『それってどうなの主義』斎藤美奈子

 しばらくチェックしてないうちにたくさん本が出てたので追っかけ読んでみた。書評じゃなくて時評みたいな感じ。まあ、サヨク時評というか…。最近、はっきりサヨクってめっきり目にしないから「うわーこんなこと言って大丈夫なのかなあ」とかハラハラしてしまった気弱な私。いまどき斎藤美奈子ぐらいしかこんなこと書けないよなあ、と。
 何年か前、斎藤美奈子は対談で森達也のことを「サヨクの星」と言っていたけど、やっぱり森達也じゃちょい弱いと思うなあ。遠い目をするロマンチストみたいなとこあるからなあ森達也は。もっとビシッと言ってくれる人でないと。姜尚中はいまや「オクサマの星」だし(あ、こっちも遠い目をするロマンチストだ! いや、アゴに手をやるロマンチストか。男のサヨクはロマンチストなんだな要するに)。あなたこそサヨクの星ですよ斎藤さん、といいたい。最近は湯浅誠という新星も出てきたし、この人は弁も立つし、ちょっとは面白くなるかな?
 本は、空爆と空襲の言葉の違いについてとか、東西から東京へ近づく時の景色の違い(が精神に及ぼす影響)とか、一連の新潟ネタとか、面白かった。「漫画家の産地」がすごい。
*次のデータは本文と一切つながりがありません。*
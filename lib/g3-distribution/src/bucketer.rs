/*
 * SPDX-License-Identifier: Apache-2.0
 * Copyright 2025 ByteDance and/or its affiliates.
 */

use std::collections::HashMap;
use std::fmt;
use std::sync::{Arc, Mutex, OnceLock};

use foldhash::fast::FixedState;

use crate::BucketerError;

/// Upper limit of finite buckets for any bucketer.
pub const MAX_FINITE_BUCKETS: usize = 5000;

/// Smallest growth factor accepted for exponential buckets.
pub const MIN_GROWTH_FACTOR: f64 = 1.01;

#[derive(Clone, Copy, Debug, PartialEq, Eq, Hash)]
pub enum BucketId {
    Underflow,
    Finite(usize),
    Overflow,
}

impl BucketId {
    pub fn finite(&self) -> Option<usize> {
        match self {
            BucketId::Finite(i) => Some(*i),
            _ => None,
        }
    }
}

#[derive(PartialEq, Eq, Hash)]
enum BucketerKey {
    Parametric {
        width: u64,
        growth_factor: u64,
        scale_factor: u64,
        max_buckets: usize,
    },
    Custom(Box<[u64]>),
}

static BUCKETER_CACHE: Mutex<HashMap<BucketerKey, Arc<Bucketer>, FixedState>> =
    Mutex::new(HashMap::with_hasher(FixedState::with_seed(0)));

fn intern<F>(key: BucketerKey, build: F) -> Result<Arc<Bucketer>, BucketerError>
where
    F: FnOnce() -> Result<Bucketer, BucketerError>,
{
    if let Some(b) = BUCKETER_CACHE.lock().unwrap().get(&key) {
        return Ok(b.clone());
    }

    // build outside of the lock, a concurrent builder may win the insert
    let bucketer = Arc::new(build()?);
    let mut cache = BUCKETER_CACHE.lock().unwrap();
    Ok(cache.entry(key).or_insert(bucketer).clone())
}

/// Maps sample values to histogram buckets.
///
/// Bucketers are immutable and interned, equal parameters always give the
/// same `Arc`. Compare them with [`Arc::ptr_eq`].
#[derive(Debug)]
pub struct Bucketer {
    width: f64,
    growth_factor: f64,
    scale_factor: f64,
    num_finite_buckets: usize,
    bounds: Box<[f64]>,
    custom: bool,
}

impl Bucketer {
    /// Bucket `i` starts at `width * i + scale_factor * growth_factor ^ (i - 1)`,
    /// bucket 0 starts at 0.
    pub fn linear_exponential(
        width: f64,
        growth_factor: f64,
        scale_factor: f64,
        max_buckets: usize,
    ) -> Result<Arc<Bucketer>, BucketerError> {
        if max_buckets < 1 {
            return Err(BucketerError::TooFewBuckets(max_buckets));
        }
        if width < 0.0 {
            return Err(BucketerError::NegativeWidth(width));
        }
        if !width.is_finite() {
            return Err(BucketerError::InfiniteWidth(width));
        }
        if !(growth_factor == 0.0 || growth_factor >= MIN_GROWTH_FACTOR) {
            return Err(BucketerError::InvalidGrowthFactor(growth_factor));
        }
        if width == 0.0 && growth_factor == 0.0 {
            return Err(BucketerError::NoWidthOrGrowth);
        }
        if !(scale_factor > 0.0) {
            return Err(BucketerError::InvalidScaleFactor(scale_factor));
        }
        if width != 0.0 && scale_factor != 1.0 {
            return Err(BucketerError::ScaleWithFixedWidth);
        }

        // -0.0 and 0.0 are the same coefficient
        let width = width + 0.0;
        let max_buckets = max_buckets.min(MAX_FINITE_BUCKETS);
        let key = BucketerKey::Parametric {
            width: width.to_bits(),
            growth_factor: growth_factor.to_bits(),
            scale_factor: scale_factor.to_bits(),
            max_buckets,
        };
        intern(key, || {
            let mut bounds = Vec::with_capacity(max_buckets + 1);
            bounds.push(0.0);
            for i in 1..=max_buckets {
                let mut bound = width * i as f64;
                if growth_factor > 0.0 {
                    bound += scale_factor * growth_factor.powf((i - 1) as f64);
                }
                if !(bound > bounds[i - 1]) {
                    return Err(BucketerError::NotMonotonic(i));
                }
                bounds.push(bound);
            }
            Ok(Bucketer {
                width,
                growth_factor,
                scale_factor,
                num_finite_buckets: max_buckets,
                bounds: bounds.into_boxed_slice(),
                custom: false,
            })
        })
    }

    /// Buckets with explicit lower bounds.
    ///
    /// The last element is the exclusive upper bound of the last finite bucket.
    pub fn custom(bounds: &[f64]) -> Result<Arc<Bucketer>, BucketerError> {
        if bounds.len() < 2 {
            return Err(BucketerError::TooFewBounds(bounds.len()));
        }
        for (i, b) in bounds.iter().enumerate() {
            if !b.is_finite() {
                return Err(BucketerError::NonFiniteBound(i));
            }
            if i > 0 && !(*b > bounds[i - 1]) {
                return Err(BucketerError::UnsortedBounds(i));
            }
        }

        let key = BucketerKey::Custom(bounds.iter().map(|b| (b + 0.0).to_bits()).collect());
        intern(key, || {
            Ok(Bucketer {
                width: 0.0,
                growth_factor: 0.0,
                scale_factor: 1.0,
                num_finite_buckets: bounds.len() - 1,
                bounds: bounds.into(),
                custom: true,
            })
        })
    }

    pub fn fixed_width(width: f64, num_buckets: usize) -> Result<Arc<Bucketer>, BucketerError> {
        Bucketer::linear_exponential(width, 0.0, 1.0, num_buckets)
    }

    /// Exponential buckets starting from 1 and covering `[0, u32::MAX]`.
    pub fn powers_of(growth_factor: f64) -> Result<Arc<Bucketer>, BucketerError> {
        Bucketer::scaled_powers_of(growth_factor, 1.0, u32::MAX as f64)
    }

    /// Exponential buckets with the first bound at `scale_factor`, with enough
    /// buckets to hold `max_value`.
    pub fn scaled_powers_of(
        growth_factor: f64,
        scale_factor: f64,
        max_value: f64,
    ) -> Result<Arc<Bucketer>, BucketerError> {
        if !(growth_factor >= MIN_GROWTH_FACTOR) {
            return Err(BucketerError::InvalidGrowthFactor(growth_factor));
        }
        if !(scale_factor > 0.0) {
            return Err(BucketerError::InvalidScaleFactor(scale_factor));
        }
        if !(max_value >= 0.0) {
            return Err(BucketerError::NegativeMaxValue(max_value));
        }

        let n = 1.0 + ((max_value.ln() - scale_factor.ln()) / growth_factor.ln()).ceil();
        let num_buckets = if n.is_nan() || n < 1.0 {
            1
        } else if n > MAX_FINITE_BUCKETS as f64 {
            MAX_FINITE_BUCKETS
        } else {
            n as usize
        };
        Bucketer::linear_exponential(0.0, growth_factor, scale_factor, num_buckets)
    }

    /// Powers of 4, 17 finite buckets covering `[0, 2^32)`.
    pub fn default_instance() -> Arc<Bucketer> {
        static DEFAULT: OnceLock<Arc<Bucketer>> = OnceLock::new();
        DEFAULT
            .get_or_init(|| Bucketer::powers_of(4.0).expect("powers of 4 is a valid bucketer"))
            .clone()
    }

    /// A single bucket covering all non-negative values, only count and
    /// moments of such a distribution are meaningful.
    pub fn none() -> Arc<Bucketer> {
        static NONE: OnceLock<Arc<Bucketer>> = OnceLock::new();
        NONE.get_or_init(|| {
            Bucketer::fixed_width(f64::MAX, 1).expect("single max width bucket is valid")
        })
        .clone()
    }

    pub fn find_bucket(&self, value: f64) -> BucketId {
        if value < self.bounds[0] {
            return BucketId::Underflow;
        }
        // NaN goes to overflow
        if !(value < self.bounds[self.num_finite_buckets]) {
            return BucketId::Overflow;
        }
        // bounds[0] <= value < bounds[n], so the partition point lies in 1..=n
        let upper = self.bounds.partition_point(|b| *b <= value);
        BucketId::Finite(upper - 1)
    }

    /// Whether `value` falls into `bucket`, without a full lookup.
    pub fn holds(&self, bucket: BucketId, value: f64) -> bool {
        match bucket {
            BucketId::Underflow => value < self.bounds[0],
            BucketId::Overflow => !(value < self.bounds[self.num_finite_buckets]),
            BucketId::Finite(i) => {
                i < self.num_finite_buckets
                    && self.bounds[i] <= value
                    && value < self.bounds[i + 1]
            }
        }
    }

    #[inline]
    pub fn num_finite_buckets(&self) -> usize {
        self.num_finite_buckets
    }

    /// Inclusive lower bound of finite bucket `i`.
    pub fn bucket_min(&self, i: usize) -> f64 {
        self.bounds[i]
    }

    /// Exclusive upper bound of finite bucket `i`.
    pub fn bucket_max(&self, i: usize) -> f64 {
        self.bounds[i + 1]
    }

    /// All `num_finite_buckets + 1` boundaries.
    pub fn bounds(&self) -> &[f64] {
        &self.bounds
    }

    #[inline]
    pub fn width(&self) -> f64 {
        self.width
    }

    #[inline]
    pub fn growth_factor(&self) -> f64 {
        self.growth_factor
    }

    #[inline]
    pub fn scale_factor(&self) -> f64 {
        self.scale_factor
    }

    #[inline]
    pub fn is_custom(&self) -> bool {
        self.custom
    }
}

impl fmt::Display for Bucketer {
    fn fmt(&self, f: &mut fmt::Formatter<'_>) -> fmt::Result {
        if self.custom {
            write!(f, "Bucketer(bounds={:?})", self.bounds)
        } else {
            write!(
                f,
                "Bucketer(width={}, growth_factor={}, scale_factor={}, num_finite_buckets={})",
                self.width, self.growth_factor, self.scale_factor, self.num_finite_buckets
            )
        }
    }
}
新潟県は人口比日本一の漫画家の産地だとのこと。近藤ようこ高橋留美子(この二人は高校の同級生)、高野文子水島新司柳沢きみお小畑健…王道から文学系、ガロ系まで大物が揃ってるのがすごい。
 ところで、おしゃれなラウンジバーの若いスタッフに「サヨクってあるじゃないすか。あれってなんすか? ウヨクってのもあるでしょ。どうちがうんすかね」と聞かれてコケそうになった話が載っているけど、おまえは俺か、である。私はわりと最近まで「サヨク」が何かをよく理解してなくて(「ウヨク」はまだわかりやすいんだけど)、知り合いに何度か尋ねたものだった。説明好きな人が詳しく教えてくれても、いまいち咀嚼できなかった。よく本を読む物知りの女の友達に「ハンドー的ってどういう意味?」と聞いたこともある。今、よくわからない言葉は「ゼンキョートー」。何度説明を聞いても、何だか話が細かすぎて、いまいち理解しかねるわ。
 あとがきにこう書かれていた。《十年前と比べると、さわらぬ神に祟りなしというか、長いものには巻かれろというか、ものが率直に言いにくくなってるな、という気がしてなりません》 そうでしょうそうでしょう、うんうんうんうん。